Orientation of membrane probes in giant unilamellar vesicles

Many biological processes are accompanied by changes in the orientation of membrane-embedded molecules. Fluorescence polarization microscopy (FPM) is an optical technique that can be used to determine how the transition dipole of a fluorophore is oriented with respect to the membrane and therefore may detect these changes. The FPM experimental setup is essentially an anisotropy measurement executed on a microscope. A linear polarizer is placed in both the excitation and emission light paths of an inverted microscope, and images are taken with the polarizers parallel or orthogonal.

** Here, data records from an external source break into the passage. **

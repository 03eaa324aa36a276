//! Console and rolling-file logging.
//!
//! Besides console output, file logging writes one root file plus one file
//! per component, routed by `tracing` target:
//!
//! | Log File        | Component                           | Target Prefixes          |
//! |-----------------|-------------------------------------|--------------------------|
//! | pulsegate.log   | Root logger (all components)        | (all)                    |
//! | control.log     | Rate limiting, reset loop, keep-alive | pulsegate_control      |
//! | osc.log         | OSC listener and status sender      | pulsegate_osc            |
//! | device.log      | Device driver                       | pulsegate_common::device |
//!
//! Log files are stored in `~/pulsegate/logs` unless `logging.dir` is set.

use std::path::PathBuf;

use serde::Deserialize;
use tracing::Level;
use tracing_appender::non_blocking::WorkerGuard;
use tracing_appender::rolling::{RollingFileAppender, Rotation};
use tracing_subscriber::filter::{LevelFilter, Targets};
use tracing_subscriber::layer::SubscriberExt;
use tracing_subscriber::util::SubscriberInitExt;
use tracing_subscriber::{EnvFilter, Layer, Registry, fmt};

struct ComponentLogDef {
    file_name: &'static str,
    targets: &'static [&'static str],
}

const ROOT_LOG_FILE: &str = "pulsegate.log";

const COMPONENT_LOGS: &[ComponentLogDef] = &[
    ComponentLogDef {
        file_name: "control.log",
        targets: &["pulsegate_control"],
    },
    ComponentLogDef {
        file_name: "osc.log",
        targets: &["pulsegate_osc", "pulsegate_server::bridge"],
    },
    ComponentLogDef {
        file_name: "device.log",
        targets: &["pulsegate_common::device"],
    },
];

/// Log rotation policy
#[derive(Debug, Clone, Copy, PartialEq, Eq, Default, Deserialize)]
#[serde(rename_all = "lowercase")]
pub enum LogRotation {
    #[default]
    Daily,
    Hourly,
    /// Single file
    Never,
}

impl From<LogRotation> for Rotation {
    fn from(rotation: LogRotation) -> Self {
        match rotation {
            LogRotation::Daily => Rotation::DAILY,
            LogRotation::Hourly => Rotation::HOURLY,
            LogRotation::Never => Rotation::NEVER,
        }
    }
}

#[derive(Debug, Clone)]
pub struct LoggingConfig {
    pub log_dir: PathBuf,
    pub console_output: bool,
    /// Level used when `RUST_LOG` is unset
    pub level: Level,
    pub file_logging: bool,
    pub rotation: LogRotation,
}

fn default_log_dir() -> PathBuf {
    let home = std::env::var("HOME").unwrap_or_else(|_| "/tmp".to_string());
    PathBuf::from(format!("{}/pulsegate/logs", home))
}

impl Default for LoggingConfig {
    fn default() -> Self {
        Self {
            log_dir: default_log_dir(),
            console_output: true,
            level: Level::INFO,
            file_logging: false,
            rotation: LogRotation::Daily,
        }
    }
}

impl LoggingConfig {
    pub fn from_config(
        log_dir: Option<String>,
        console_output: bool,
        file_logging: bool,
        level: Level,
    ) -> Self {
        Self {
            log_dir: log_dir.map(PathBuf::from).unwrap_or_else(default_log_dir),
            console_output,
            level,
            file_logging,
            rotation: LogRotation::Daily,
        }
    }

    fn env_filter(&self) -> EnvFilter {
        EnvFilter::try_from_default_env().unwrap_or_else(|_| EnvFilter::new(self.level.to_string()))
    }
}

/// Keeps the non-blocking file writers alive.
///
/// Dropping it flushes buffered output, so hold it until `main` returns.
pub struct LoggingGuard {
    _file_guards: Vec<WorkerGuard>,
}

/// Install the global subscriber.
///
/// `RUST_LOG` overrides the configured level for the console and the root
/// file. Component files capture everything from their targets.
pub fn init_logging(config: &LoggingConfig) -> anyhow::Result<LoggingGuard> {
    if config.file_logging {
        std::fs::create_dir_all(&config.log_dir)?;
    }

    let mut guards: Vec<WorkerGuard> = Vec::new();
    let mut layers: Vec<Box<dyn Layer<Registry> + Send + Sync>> = Vec::new();

    if config.console_output {
        let console_layer = fmt::layer()
            .with_target(true)
            .with_thread_names(true)
            .with_filter(config.env_filter());
        layers.push(Box::new(console_layer));
    }

    if config.file_logging {
        let root_appender =
            RollingFileAppender::new(config.rotation.into(), &config.log_dir, ROOT_LOG_FILE);
        let (root_nb, root_guard) = tracing_appender::non_blocking(root_appender);
        guards.push(root_guard);

        let root_layer = fmt::layer()
            .with_writer(root_nb)
            .with_target(true)
            .with_thread_names(true)
            .with_file(true)
            .with_line_number(true)
            .with_ansi(false)
            .with_filter(config.env_filter());
        layers.push(Box::new(root_layer));

        for component in COMPONENT_LOGS {
            let appender = RollingFileAppender::new(
                config.rotation.into(),
                &config.log_dir,
                component.file_name,
            );
            let (nb, guard) = tracing_appender::non_blocking(appender);
            guards.push(guard);

            let mut targets = Targets::new();
            for target in component.targets {
                targets = targets.with_target(*target, LevelFilter::TRACE);
            }

            let layer = fmt::layer()
                .with_writer(nb)
                .with_target(true)
                .with_thread_names(true)
                .with_ansi(false)
                .with_filter(targets);
            layers.push(Box::new(layer));
        }
    }

    Registry::default()
        .with(layers)
        .try_init()
        .map_err(|e| anyhow::anyhow!("Failed to initialize logging: {}", e))?;

    if config.file_logging {
        tracing::info!(
            log_dir = %config.log_dir.display(),
            rotation = ?config.rotation,
            "File logging initialized: {} (root) + {} component log files",
            ROOT_LOG_FILE,
            COMPONENT_LOGS.len()
        );
    }

    Ok(LoggingGuard {
        _file_guards: guards,
    })
}

#[cfg(test)]
mod tests {
    use super::*;

    #[test]
    fn test_logging_config_default() {
        let config = LoggingConfig::default();
        assert!(config.console_output);
        assert!(!config.file_logging);
        assert_eq!(config.level, Level::INFO);
        assert_eq!(config.rotation, LogRotation::Daily);
        assert!(config.log_dir.ends_with("pulsegate/logs"));
    }

    #[test]
    fn test_logging_config_from_config() {
        let config = LoggingConfig::from_config(
            Some("/tmp/pulsegate-test-logs".to_string()),
            false,
            true,
            Level::DEBUG,
        );
        assert_eq!(config.log_dir, PathBuf::from("/tmp/pulsegate-test-logs"));
        assert!(!config.console_output);
        assert!(config.file_logging);
        assert_eq!(config.level, Level::DEBUG);
    }

    #[test]
    fn test_log_rotation_conversion() {
        assert!(matches!(Rotation::from(LogRotation::Daily), Rotation::DAILY));
        assert!(matches!(Rotation::from(LogRotation::Hourly), Rotation::HOURLY));
        assert!(matches!(Rotation::from(LogRotation::Never), Rotation::NEVER));
    }

    #[test]
    fn test_component_log_definitions() {
        for component in COMPONENT_LOGS {
            assert!(component.file_name.ends_with(".log"));
            assert_ne!(component.file_name, ROOT_LOG_FILE);
            assert!(!component.targets.is_empty());
        }
    }
}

Intensity measurements are recorded at regions on the sample and compared with theoretical predictions to validate a model of dye orientation. We have applied FPM to determine the orientation of 1,2-Dioleoyl-sn-Glycero-3-Phosphoethanolamine-N-(Lissamine Rhodamine B Sulfonyl) (PE-rhodamine) in pure 1-Stearoyl-2-Oleoyl-sn-Glycero-3-Phosphocholine (SOPC) giant unilamellar vesicles (GUVs). Vesicles are widely used as model membranes, and GUVs are particularly useful as cellular models because of their large diameter size (similar to 10-40 mu m). A model for membrane dye orientation follows theory developed previously and indicates that PE-rhodamine molecules orient at similar to 31 degrees with respect to the membrane. A computational routine was developed to minimize deviations between predicted and experimental results. We have also applied FPM to study the orientation of 1,1'-dioctadecyl-3,3,3',3'-tetramethylindocarbocyanine Perchlorate (Dil) in GUVs. Preliminary results indicate that Dil is oriented at similar to 23 degrees.